Alaminos-Mingorance M, Sánchez-López-Tello C, Castejón-Casado J, Valladares-Mendías J C, Martínez-Meca S
Division of Pediatric Surgery, Children's Medical Center, Virgen de las Nieves University Hospital, Granada, Spain.
Urol Int. 1998;61(3):181-2. doi: 10.1159/000030319.

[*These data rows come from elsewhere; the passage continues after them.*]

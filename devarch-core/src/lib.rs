pub mod apply;
pub mod cache;
pub mod compose;
pub mod config;
pub mod error;
pub mod events;
pub mod graph;
pub mod lockfile;
pub mod manifest;
pub mod materialize;
pub mod plan;
pub mod resolver;
pub mod runtime;
pub mod secrets;
pub mod store;
pub mod types;
pub mod validation;

pub use apply::{ApplyEngine, ApplyReport};
pub use cache::InspectCache;
pub use config::Settings;
pub use error::{Error, ErrorKind, Result};
pub use events::{Event, EventBus};
pub use materialize::Materializer;
pub use plan::Plan;
pub use runtime::{ContainerRuntime, RuntimeKind};
pub use store::Store;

The intrascrotal localization of lymphangioma in children is uncommon, especially when the lymphangioma does not depend on testicular structures. We present the case of a 13-year-old male who started with a right intrascrotal mass unconnected with the testicle, clinically and ultrasonically compatible with cystic lymphangioma. The mass was excised because of progressive growth over the previous 5 months, and at surgery a scrotal lymphangioma was disclosed projecting towards the umbilical area through the subcutaneous cell tissue of the anterior abdominal wall. There have been no complications or recurrences to date, 6 months afterwards. Surgical removal is the only efficacious therapeutic approach and is the best way to achieve a definitive diagnosis in these patients.
小儿阴囊内淋巴管瘤并不常见,尤其是当淋巴管瘤不依附于睾丸结构时。我们报告一例13岁男性患者,其最初表现为右侧阴囊内一与睾丸无关的肿物,临床及超声检查结果均符合囊性淋巴管瘤。由于该肿物在过去5个月中逐渐增大,遂将其切除,手术中发现一个阴囊淋巴管瘤通过前腹壁皮下组织向脐部区域突出。6个月后的目前,尚无并发症或复发情况。手术切除是唯一有效的治疗方法,也是对这些患者进行明确诊断的最佳方式。